**Work to be completed:**
Among the lines below, keep only those from the one containing "pub fn with_syntax(mut" through the one containing "if index >= self.n", and reproduce them exactly.

== Working data ==

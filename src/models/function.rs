//! Parametric model functions with partial parameter fixing.
//!
//! A [`ParametricFunction`] wraps `f(a, x)` where `a` has `n` parameters, plus
//! optional analytic derivatives with respect to `x` and to `a`.
//!
//! Any parameter slot can be pinned to a value with [`ParametricFunction::fix`].
//! Pinned slots disappear from the function's visible arity: curried calls
//! ([`Arguments::Active`]) take only the unpinned values, and the parameter
//! Jacobian drops the rows of pinned slots. Explicit calls
//! ([`Arguments::Full`]) always take all `n` values.
//!
//! The pins live inside the instance. Every `Arc` handle to the same function
//! sees the same pins, so fixing a parameter through one handle changes how
//! curried calls behave through all of them. Use
//! [`ParametricFunction::detached`] to get an instance with its own pins.

use std::collections::BTreeMap;
use std::fmt;
use std::sync::{Arc, Mutex, MutexGuard, PoisonError};

use nalgebra::DMatrix;
use tracing::debug;

use crate::error::{Error, Result};

/// `f(a, x)` or `∂f/∂x (a, x)`.
pub type ValueFn = dyn Fn(&[f64], f64) -> f64 + Send + Sync;

/// `∂f/∂a (a, x)`: one entry per parameter.
pub type GradientFn = dyn Fn(&[f64], f64) -> Vec<f64> + Send + Sync;

/// How a parameter vector should be read.
#[derive(Debug, Clone, Copy, PartialEq)]
pub enum Arguments<'a> {
    /// All `n` parameters; pinned values are ignored.
    Full(&'a [f64]),
    /// Only the unpinned parameters, in ascending slot order.
    Active(&'a [f64]),
}

pub struct ParametricFunction {
    name: Option<String>,
    n: usize,
    syntax: Option<String>,
    value: Arc<ValueFn>,
    x_derivative: Option<Arc<ValueFn>>,
    a_derivative: Option<Arc<GradientFn>>,
    fixed: Mutex<BTreeMap<usize, f64>>,
}

impl ParametricFunction {
    /// Anonymous function of `n` parameters.
    pub fn new<F>(n: usize, value: F) -> Self
    where
        F: Fn(&[f64], f64) -> f64 + Send + Sync + 'static,
    {
        Self {
            name: None,
            n,
            syntax: None,
            value: Arc::new(value),
            x_derivative: None,
            a_derivative: None,
            fixed: Mutex::new(BTreeMap::new()),
        }
    }

    pub fn named(mut self, name: impl Into<String>) -> Self {
        self.name = Some(name.into());
        self
    }

    /// Human-readable formula, e.g. `a[0] + a[1] * x`.
    pub fn with_syntax(mut self, syntax: impl Into<String>) -> Self {
        self.syntax = Some(syntax.into());
        self
    }

    pub fn with_x_derivative<F>(mut self, derivative: F) -> Self
    where
        F: Fn(&[f64], f64) -> f64 + Send + Sync + 'static,
    {
        self.x_derivative = Some(Arc::new(derivative));
        self
    }

    pub fn with_a_derivative<F>(mut self, derivative: F) -> Self
    where
        F: Fn(&[f64], f64) -> Vec<f64> + Send + Sync + 'static,
    {
        self.a_derivative = Some(Arc::new(derivative));
        self
    }

    pub fn name(&self) -> Option<&str> {
        self.name.as_deref()
    }

    pub fn syntax(&self) -> Option<&str> {
        self.syntax.as_deref()
    }

    /// Total number of parameters, pinned or not.
    pub fn number_of_parameters(&self) -> usize {
        self.n
    }

    pub fn has_x_derivative(&self) -> bool {
        self.x_derivative.is_some()
    }

    pub fn has_a_derivative(&self) -> bool {
        self.a_derivative.is_some()
    }

    // ------------------------------------------------------------------
    // Fixing
    // ------------------------------------------------------------------

    /// Snapshot of the pinned slots.
    pub fn fixed(&self) -> BTreeMap<usize, f64> {
        self.pins().clone()
    }

    /// Number of parameters not pinned.
    pub fn active_parameters(&self) -> usize {
        self.n - self.pins().len()
    }

    /// Pin slot `index` (0-based) to `value`, replacing any previous pin.
    ///
    /// The pin is visible to every holder of this instance.
    pub fn fix(&self, index: usize, value: f64) -> Result<()> {
        if index >= self.n {
            return Err(Error::Function(format!(
                "cannot fix index {index} of {}: index should be between 0 and {}",
                self.label(),
                self.n.saturating_sub(1)
            )));
        }
        self.pins().insert(index, value);
        debug!(function = %self.label(), index, value, "fixed parameter");
        Ok(())
    }

    /// Remove the pin on slot `index`. Visible to every holder.
    pub fn unfix(&self, index: usize) -> Result<()> {
        if self.pins().remove(&index).is_none() {
            return Err(Error::Function(format!(
                "cannot unfix index {index} of {}: parameter is not fixed",
                self.label()
            )));
        }
        debug!(function = %self.label(), index, "unfixed parameter");
        Ok(())
    }

    /// Remove every pin. Visible to every holder.
    pub fn clear_fixed(&self) {
        self.pins().clear();
    }

    /// Pin every slot: the unpinned ones take `a` (ascending slot order), the
    /// pinned ones keep their values. Visible to every holder.
    pub fn assign(&self, a: &[f64]) -> Result<()> {
        let mut pins = self.pins();
        let full = splice(self.n, &pins, a).map_err(|actual| self.length_error(self.n - pins.len(), actual))?;
        *pins = full.into_iter().enumerate().collect();
        Ok(())
    }

    /// Independent copy carrying the current pins.
    pub fn detached(&self) -> ParametricFunction {
        ParametricFunction {
            name: self.name.clone(),
            n: self.n,
            syntax: self.syntax.clone(),
            value: Arc::clone(&self.value),
            x_derivative: self.x_derivative.clone(),
            a_derivative: self.a_derivative.clone(),
            fixed: Mutex::new(self.fixed()),
        }
    }

    // ------------------------------------------------------------------
    // Evaluation
    // ------------------------------------------------------------------

    /// `f(a, x)` with all `n` parameters given explicitly.
    pub fn evaluate(&self, a: &[f64], x: f64) -> Result<f64> {
        let a = self.full_parameters(Arguments::Full(a))?;
        Ok((self.value)(&a, x))
    }

    /// `f(a, x)` with only the unpinned parameters given.
    pub fn evaluate_active(&self, a: &[f64], x: f64) -> Result<f64> {
        let a = self.full_parameters(Arguments::Active(a))?;
        Ok((self.value)(&a, x))
    }

    /// `f(a, x)` using only pinned values; every slot must be pinned.
    pub fn evaluate_fixed(&self, x: f64) -> Result<f64> {
        let active = self.active_parameters();
        if active != 0 {
            return Err(Error::Function(format!(
                "{} has {active} unfixed parameters; fix or assign them before evaluating",
                self.label()
            )));
        }
        self.evaluate_active(&[], x)
    }

    pub fn evaluate_many(&self, args: Arguments<'_>, xs: &[f64]) -> Result<Vec<f64>> {
        let a = self.full_parameters(args)?;
        Ok(xs.iter().map(|x| (self.value)(&a, *x)).collect())
    }

    /// `∂f/∂x` at every `x`.
    pub fn x_derivative(&self, args: Arguments<'_>, xs: &[f64]) -> Result<Vec<f64>> {
        let derivative = self.x_derivative.as_ref().ok_or_else(|| Error::MissingDerivative {
            function: self.label(),
            derivative: "x",
        })?;
        let a = self.full_parameters(args)?;
        Ok(xs.iter().map(|x| derivative(&a, *x)).collect())
    }

    /// Parameter Jacobian: one row per parameter, one column per `x`.
    ///
    /// Rows of pinned slots are removed, so the result has
    /// `active_parameters()` rows whenever anything is pinned.
    pub fn a_derivative(&self, args: Arguments<'_>, xs: &[f64]) -> Result<DMatrix<f64>> {
        let derivative = self.a_derivative.as_ref().ok_or_else(|| Error::MissingDerivative {
            function: self.label(),
            derivative: "a",
        })?;
        let a = self.full_parameters(args)?;

        let mut jacobian = DMatrix::zeros(self.n, xs.len());
        for (col, x) in xs.iter().enumerate() {
            let gradient = derivative(&a, *x);
            if gradient.len() != self.n {
                return Err(Error::Function(format!(
                    "a-derivative of {} returned {} values, expected {}",
                    self.label(),
                    gradient.len(),
                    self.n
                )));
            }
            jacobian.column_mut(col).copy_from_slice(&gradient);
        }

        let pinned: Vec<usize> = self.pins().keys().copied().collect();
        if pinned.is_empty() {
            Ok(jacobian)
        } else {
            Ok(jacobian.remove_rows_at(&pinned))
        }
    }

    /// Expand `args` into a full parameter vector of length `n`.
    pub fn full_parameters(&self, args: Arguments<'_>) -> Result<Vec<f64>> {
        match args {
            Arguments::Full(a) => {
                if a.len() != self.n {
                    return Err(self.length_error(self.n, a.len()));
                }
                Ok(a.to_vec())
            }
            Arguments::Active(a) => {
                let pins = self.pins();
                splice(self.n, &pins, a).map_err(|actual| self.length_error(self.n - pins.len(), actual))
            }
        }
    }

    fn pins(&self) -> MutexGuard<'_, BTreeMap<usize, f64>> {
        self.fixed.lock().unwrap_or_else(PoisonError::into_inner)
    }

    fn label(&self) -> String {
        match &self.name {
            Some(name) => format!("function {name:?}"),
            None => "anonymous function".to_string(),
        }
    }

    fn length_error(&self, expected: usize, actual: usize) -> Error {
        Error::Function(format!(
            "input length of {} should be {expected}, got {actual}",
            self.label()
        ))
    }
}

/// Fill the unpinned slots of an `n`-vector from `active`.
///
/// Fails with the length of `active` when it does not match the number of
/// unpinned slots.
fn splice(n: usize, pins: &BTreeMap<usize, f64>, active: &[f64]) -> std::result::Result<Vec<f64>, usize> {
    if active.len() != n - pins.len() {
        return Err(active.len());
    }
    let mut free = active.iter();
    Ok((0..n)
        .map(|slot| match pins.get(&slot) {
            Some(value) => *value,
            None => free.next().copied().unwrap_or(f64::NAN),
        })
        .collect())
}

impl fmt::Debug for ParametricFunction {
    fn fmt(&self, f: &mut fmt::Formatter<'_>) -> fmt::Result {
        f.debug_struct("ParametricFunction")
            .field("name", &self.name)
            .field("n", &self.n)
            .field("syntax", &self.syntax)
            .field("fixed", &*self.pins())
            .field("x_derivative", &self.x_derivative.is_some())
            .field("a_derivative", &self.a_derivative.is_some())
            .finish()
    }
}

===

**Solved problem:**
    pub fn with_syntax(mut self, syntax: impl Into<String>) -> Self {
        self.syntax = Some(syntax.into());
        self
    }

    pub fn with_x_derivative<F>(mut self, derivative: F) -> Self
    where
        F: Fn(&[f64], f64) -> f64 + Send + Sync + 'static,
    {
        self.x_derivative = Some(Arc::new(derivative));
        self
    }

    pub fn with_a_derivative<F>(mut self, derivative: F) -> Self
    where
        F: Fn(&[f64], f64) -> Vec<f64> + Send + Sync + 'static,
    {
        self.a_derivative = Some(Arc::new(derivative));
        self
    }

    pub fn name(&self) -> Option<&str> {
        self.name.as_deref()
    }

    pub fn syntax(&self) -> Option<&str> {
        self.syntax.as_deref()
    }

    /// Total number of parameters, pinned or not.
    pub fn number_of_parameters(&self) -> usize {
        self.n
    }

    pub fn has_x_derivative(&self) -> bool {
        self.x_derivative.is_some()
    }

    pub fn has_a_derivative(&self) -> bool {
        self.a_derivative.is_some()
    }

    // ------------------------------------------------------------------
    // Fixing
    // ------------------------------------------------------------------

    /// Snapshot of the pinned slots.
    pub fn fixed(&self) -> BTreeMap<usize, f64> {
        self.pins().clone()
    }

    /// Number of parameters not pinned.
    pub fn active_parameters(&self) -> usize {
        self.n - self.pins().len()
    }

    /// Pin slot `index` (0-based) to `value`, replacing any previous pin.
    ///
    /// The pin is visible to every holder of this instance.
    pub fn fix(&self, index: usize, value: f64) -> Result<()> {
        if index >= self.n {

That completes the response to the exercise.